346 A.2d 121 | R.I. | 1975

346 A.2d 121 (1975)

STATE
v.
John J. TESSIER.

No. 74-153-C.A.

Supreme Court of Rhode Island.

October 31, 1975.

Julius C. Michaelson, Atty. Gen., William Granfield Brody, Sp. Asst. Atty. Gen., for plaintiff.

William F. Reilly, Public Defender, Allegra E. Munson, Asst. Public Defender, for defendant.

OPINION

PER CURIAM.

In late November 1972 the defendant, John J. Tessier, had a trial by jury on a charge of murder and was found guilty of manslaughter. On March 28, 1973, at the conclusion of the sentencing hearing, the trial justice sentenced the defendant to a term of six years at the Adult Correctional Institutions. Sentence was immediately stayed pending the defendant's appeal to the Supreme Court. Notice of appeal was filed April 3, 1973, and the case was docketed in the Supreme Court on June 13, 1974. The defendant's brief was filed May 7, 1975, and the state's brief was filed August 29, 1975. On October 10, 1975, the defendant waived the scheduled oral argument.

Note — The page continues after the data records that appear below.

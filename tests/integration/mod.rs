// Copyright (c) 2025 Kirky.X
//
// Licensed under the MIT License
// See LICENSE file in the project root for full license information.

pub mod crawl_pipeline_test;
pub mod discovery_pipeline_test;
pub mod helpers;
// Copyright (c) 2025 Kirky.X
//
// Licensed under the MIT License
// See LICENSE file in the project root for full license information.

use std::time::Duration;

/// 重试策略配置
///
/// 第 k 次尝试（从0开始，k≥1）之前等待 `backoff_unit * backoff_factor^(k-1)`
#[derive(Debug, Clone)]
pub struct RetryPolicy {
    /// 最大尝试次数
    pub max_retries: u32,
    /// 退避基本单位
    pub backoff_unit: Duration,
    /// 退避乘数
    pub backoff_factor: f64,
}

impl Default for RetryPolicy {
    fn default() -> Self {
        Self {
            max_retries: 3,
            backoff_unit: Duration::from_secs(1),
            backoff_factor: 2.0,
        }
    }
}

impl RetryPolicy {
    pub fn new(max_retries: u32, backoff_factor: f64) -> Self {
        Self {
            max_retries,
            backoff_factor,
            ..Self::default()
        }
    }

    pub fn with_backoff_unit(mut self, unit: Duration) -> Self {
        self.backoff_unit = unit;
        self
    }

    /// 计算第 `failed_attempt` 次尝试（从0开始）失败后的退避时间
    pub fn calculate_backoff(&self, failed_attempt: u32) -> Duration {
        let factor = self.backoff_factor.powi(failed_attempt as i32);
        self.backoff_unit.mul_f64(factor.max(0.0))
    }

    /// 失败后是否还有下一次尝试
    pub fn should_retry(&self, failed_attempt: u32) -> bool {
        failed_attempt + 1 < self.max_retries
    }
}
// Copyright (c) 2025 Kirky.X
//
// Licensed under the MIT License
// See LICENSE file in the project root for full license information.

use chrono::{DateTime, Utc};
use serde::{Deserialize, Serialize};

/// 优先域名命中的URL优先级
pub const PRIORITY_MATCH: u8 = 100;
/// 普通URL的默认优先级
pub const PRIORITY_DEFAULT: u8 = 50;

/// 发现阶段产出的候选URL
///
/// 在同一主题的结果集中按URL字符串精确去重
#[derive(Debug, Clone, PartialEq, Eq, Serialize, Deserialize)]
pub struct DiscoveredUrl {
    pub url: String,
    #[serde(default)]
    pub title: Option<String>,
    #[serde(default)]
    pub snippet: Option<String>,
    /// 产生该URL的查询语句
    #[serde(rename = "query", default)]
    pub source_query: String,
    #[serde(skip)]
    pub topic_id: i64,
    /// 排序优先级，优先域名为 [`PRIORITY_MATCH`]
    #[serde(rename = "priority", default = "default_priority")]
    pub priority_rank: u8,
}

fn default_priority() -> u8 {
    PRIORITY_DEFAULT
}

impl DiscoveredUrl {
    pub fn is_priority(&self) -> bool {
        self.priority_rank >= PRIORITY_MATCH
    }
}

/// 单个主题的发现结果
///
/// 排序不变式：优先域名的URL在前，其余按URL字典序
#[derive(Debug, Clone, PartialEq, Serialize, Deserialize)]
pub struct DiscoveryResult {
    pub tech_id: i64,
    pub tech_name: String,
    #[serde(default)]
    pub category: String,
    pub count: usize,
    pub urls: Vec<DiscoveredUrl>,
    pub discovered_at: DateTime<Utc>,
}

impl DiscoveryResult {
    pub fn new(
        tech_id: i64,
        tech_name: String,
        category: String,
        mut urls: Vec<DiscoveredUrl>,
    ) -> Self {
        sort_by_priority(&mut urls);
        for entry in urls.iter_mut() {
            entry.topic_id = tech_id;
        }
        Self {
            tech_id,
            tech_name,
            category,
            count: urls.len(),
            urls,
            discovered_at: Utc::now(),
        }
    }
}

/// 优先域名在前，其余按URL字典序
pub fn sort_by_priority(urls: &mut [DiscoveredUrl]) {
    urls.sort_by(|a, b| {
        b.is_priority()
            .cmp(&a.is_priority())
            .then_with(|| a.url.cmp(&b.url))
    });
}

The sole contention by defendant on appeal is that the trial justice committed error by abusing his discretion in the conduct of the sentencing hearing of March 28, 1973. Specifically, defendant asserts that *122 the trial justice should not have heard allegations by witnesses that defendant had harassed them in violation of criminal law. The defendant argues that the admission of this testimony exceeded the scope and purpose of the sentencing hearing, since no formal charges based on the alleged conduct had been brought against defendant.

The state argues inter alia that defendant is not properly before the Supreme Court because he did not pursue the available remedy of Super.R.Crim.P. 35 in the Superior Court. We agree.

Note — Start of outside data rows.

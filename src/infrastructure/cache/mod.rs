// Copyright (c) 2025 Kirky.X
//
// Licensed under the MIT License
// See LICENSE file in the project root for full license information.

/// 缓存模块
///
/// 提供按内容哈希去重的本地文件缓存
pub mod content_cache;
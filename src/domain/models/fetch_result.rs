// Copyright (c) 2025 Kirky.X
//
// Licensed under the MIT License
// See LICENSE file in the project root for full license information.

use bytes::Bytes;
use chrono::{DateTime, Utc};
use serde::{Deserialize, Serialize};

/// 单个URL的成功抓取结果
///
/// 每个最终成功（直接抓取或命中缓存）的URL恰好产生一个结果，创建后不再修改
#[derive(Debug, Clone)]
pub struct FetchResult {
    /// 请求的URL
    pub url: String,
    /// 重定向后的最终URL
    pub final_url: String,
    /// 内容的SHA-256摘要（64位十六进制）
    pub content_hash: String,
    /// 所属主题名称
    pub topic_name: String,
    /// 结果产生时间
    pub timestamp: DateTime<Utc>,
    /// HTTP状态码（缓存命中时为200）
    pub status_code: u16,
    /// 是否来自缓存
    pub from_cache: bool,
    /// 响应内容
    pub content: Bytes,
}

impl FetchResult {
    /// 生成持久化用的元数据记录
    pub fn metadata(&self) -> FetchMetadata {
        FetchMetadata {
            url: self.url.clone(),
            final_url: self.final_url.clone(),
            content_hash: self.content_hash.clone(),
            topic_name: self.topic_name.clone(),
            timestamp: self.timestamp,
            content_length: self.content.len(),
            from_cache: self.from_cache,
        }
    }
}

/// 原始结果元数据文件内容
#[derive(Debug, Clone, PartialEq, Serialize, Deserialize)]
pub struct FetchMetadata {
    pub url: String,
    pub final_url: String,
    pub content_hash: String,
    pub topic_name: String,
    pub timestamp: DateTime<Utc>,
    pub content_length: usize,
    pub from_cache: bool,
}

Rule 35 became effective September 1, 1972. It reads as follows:

"The court may correct an illegal sentence at any time. The court may correct a sentence imposed in an illegal manner and it may reduce any sentence within 120 days after the sentence is imposed, or within 120 days after receipt by the court of a mandate of the Supreme Court of Rhode Island issued upon affirmance of the judgment or dismissal of the appeal, or within 120 days after receipt by the court of a mandate or order of the Supreme Court of the United States issued upon affirmance of the judgment, dismissal of the appeal, or denial of a writ of certiorari. The court may reduce a sentence, the execution of which has been suspended, upon revocation of probation."

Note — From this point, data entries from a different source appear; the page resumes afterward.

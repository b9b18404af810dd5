// Copyright (c) 2025 Kirky.X
//
// Licensed under the MIT License
// See LICENSE file in the project root for full license information.

use chrono::Utc;
use metrics::counter;
use std::sync::Arc;
use std::time::Duration;
use tokio::sync::Semaphore;
use tracing::{error, info, warn};

use crate::domain::models::fetch_result::FetchResult;
use crate::engines::rate_limiter::{host_key, HostPermits, HostRateLimiter};
use crate::engines::traits::{EngineError, ScrapeRequest, ScraperEngine};
use crate::infrastructure::cache::content_cache::ContentCache;
use crate::infrastructure::metrics::{FETCH_REQUESTS_TOTAL, FETCH_RETRIES_TOTAL};
use crate::utils::errors::FetchError;
use crate::utils::retry_policy::RetryPolicy;

/// 抓取器配置
#[derive(Debug, Clone)]
pub struct FetcherConfig {
    /// 全局最大并发抓取数
    pub concurrency: usize,
    /// 每主机最大并发连接数
    pub per_host_connections: usize,
    /// 同一主机请求的最小间隔
    pub rate_limit: Duration,
    /// 单次尝试超时
    pub timeout: Duration,
    /// 重试策略
    pub retry: RetryPolicy,
}

impl Default for FetcherConfig {
    fn default() -> Self {
        Self {
            concurrency: 100,
            per_host_connections: 10,
            rate_limit: Duration::from_millis(500),
            timeout: Duration::from_secs(30),
            retry: RetryPolicy::default(),
        }
    }
}

/// 有界并发抓取器
///
/// 单个URL的处理顺序：
/// 1. 查询内容缓存，命中则直接返回，跳过限速与重试
/// 2. 获取全局并发许可
/// 3. 等待每主机限速
/// 4. 最多尝试 `max_retries` 次；200写入缓存并返回，其他状态码立即失败，
///    超时与传输错误按指数退避后重试
pub struct Fetcher {
    engine: Arc<dyn ScraperEngine>,
    cache: Arc<ContentCache>,
    rate_limiter: HostRateLimiter,
    host_permits: HostPermits,
    permits: Arc<Semaphore>,
    timeout: Duration,
    retry: RetryPolicy,
}

impl Fetcher {
    pub fn new(
        engine: Arc<dyn ScraperEngine>,
        cache: Arc<ContentCache>,
        config: FetcherConfig,
    ) -> Self {
        Self {
            engine,
            cache,
            rate_limiter: HostRateLimiter::new(config.rate_limit),
            host_permits: HostPermits::new(config.per_host_connections),
            permits: Arc::new(Semaphore::new(config.concurrency.max(1))),
            timeout: config.timeout,
            retry: config.retry,
        }
    }

    pub fn cache(&self) -> &Arc<ContentCache> {
        &self.cache
    }

    /// 抓取单个URL
    ///
    /// # 参数
    ///
    /// * `url` - 目标URL
    /// * `topic_name` - 所属主题名称
    ///
    /// # 返回值
    ///
    /// * `Ok(Some(FetchResult))` - 抓取成功或缓存命中
    /// * `Ok(None)` - 非200响应或重试耗尽
    /// * `Err(FetchError)` - 缓存读写失败
    pub async fn fetch(&self, url: &str, topic_name: &str) -> Result<Option<FetchResult>, FetchError> {
        if let Some(hit) = self.cache.lookup(url).await? {
            counter!(FETCH_REQUESTS_TOTAL, "outcome" => "cache_hit").increment(1);
            return Ok(Some(FetchResult {
                url: url.to_string(),
                final_url: url.to_string(),
                content_hash: hit.content_hash,
                topic_name: topic_name.to_string(),
                timestamp: Utc::now(),
                status_code: 200,
                from_cache: true,
                content: hit.content,
            }));
        }

        let _permit = self.permits.acquire().await?;
        let host = host_key(url);
        let _host_permit = self.host_permits.acquire(&host).await?;
        self.rate_limiter.wait(&host).await;

        let request = ScrapeRequest::new(url, self.timeout);
        let max_retries = self.retry.max_retries;

        for attempt in 0..max_retries {
            let outcome = match tokio::time::timeout(self.timeout, self.engine.scrape(&request)).await {
                Ok(outcome) => outcome,
                Err(_) => Err(EngineError::Timeout),
            };

            match outcome {
                Ok(response) if response.status_code == 200 => {
                    let content_hash = self.cache.store(url, &response.content).await?;
                    counter!(FETCH_REQUESTS_TOTAL, "outcome" => "ok").increment(1);
                    info!(
                        "[OK] Fetched: {} ({} bytes, {}, {} ms)",
                        url,
                        response.content.len(),
                        response.content_type,
                        response.response_time_ms
                    );
                    return Ok(Some(FetchResult {
                        url: url.to_string(),
                        final_url: response.final_url,
                        content_hash,
                        topic_name: topic_name.to_string(),
                        timestamp: Utc::now(),
                        status_code: response.status_code,
                        from_cache: false,
                        content: response.content,
                    }));
                }
                Ok(response) => {
                    warn!("[FAIL] HTTP {}: {}", response.status_code, url);
                    counter!(FETCH_REQUESTS_TOTAL, "outcome" => "http_error").increment(1);
                    return Ok(None);
                }
                Err(e) => {
                    match &e {
                        EngineError::Timeout => warn!(
                            "[TIMEOUT] Attempt {}/{}: {}",
                            attempt + 1,
                            max_retries,
                            url
                        ),
                        other => error!("[ERROR] Fetching {}: {}", url, other),
                    }
                    if !e.is_retryable() {
                        counter!(FETCH_REQUESTS_TOTAL, "outcome" => "error").increment(1);
                        return Ok(None);
                    }
                    if self.retry.should_retry(attempt) {
                        counter!(FETCH_RETRIES_TOTAL).increment(1);
                        tokio::time::sleep(self.retry.calculate_backoff(attempt)).await;
                    }
                }
            }
        }

        counter!(FETCH_REQUESTS_TOTAL, "outcome" => "exhausted").increment(1);
        Ok(None)
    }
}

#[cfg(test)]
#[path = "fetcher_test.rs"]
mod tests;
// Copyright (c) 2025 Kirky.X
//
// Licensed under the MIT License
// See LICENSE file in the project root for full license information.

/// 应用程序模块
///
/// 包含应用程序的核心业务流程，编排领域模型与基础设施
pub mod use_cases;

Since defendant's appeal amounts to a claim that the sentence was illegally determined and imposed, Super.R.Crim.P. 35 applies.

This court has twice urged, without requiring, that Super.R.Crim.P. 35 be pursued before taking an appeal. In State v. Fortes, 114 R.I. 161, 176-77, 330 A.2d 404, 413 (1975), decided last January 10, we said:

"As we have stated above, the instant case is before this court on the defendant's appeal from the judgment finding him in violation of the deferred sentence previously imposed on June 26, 1969. The proper procedure, however, was not to appeal therefrom directly to this court, but to seek revision initially in the Superior Court under Rule 35, and then to come to this court by appeal. While we have reviewed the sentence in this case without requiring the defendant first to exhaust his remedies in the Superior Court, we have done so only because Rule 35 is of comparatively recent origin and obviously unfamiliar even to such experienced counsel. To perpetuate the injustice worked upon the defendant in this instance because of counsel's unintentional noncompliance with procedural requirements would, in the circumstances, be so contrary to the interests of justice as not to be tolerable. Our willingness to proceed in this instance without first requiring Rule 35 proceedings, however, should not be deemed to be a precedent for noninsistence thereon in those rare instances which may arise in the future when sentence revision is deemed appropriate. See Santos v. Smith, 99 R.I. 430, 431-32, 208 A.2d 524, 525 (1965)."

In State v. Crescenzo, R.I., 332 A.2d 421, 434 (1975), decided last February 3, we said:

"In Fortes we held that a `manifestly excessive' sentence was subject to revision. We would point out here, as we did in Fortes, that attempts at revision should begin in the Superior Court by way of the provisions of Super.R.Crim.P. 35. Those taking that route are reminded that they have the burden of establishing here, on the appellate level, the complete absence of any justification for the sentence imposed in the trial court."

In the instant case sentence was imposed seven months after Super.R.Crim.P. 35 became effective, and the defendant's brief was filed three months after Fortes and Crescenzo were decided. The defendant and his counsel have had ample time to become familiar with Rule 35 and the necessity *123 of seeking revision under it before coming to this court by appeal.

The appeal is dismissed with leave to petition the Superior Court within 120 days in accordance with the provisions of Super. R.Crim.P. 35.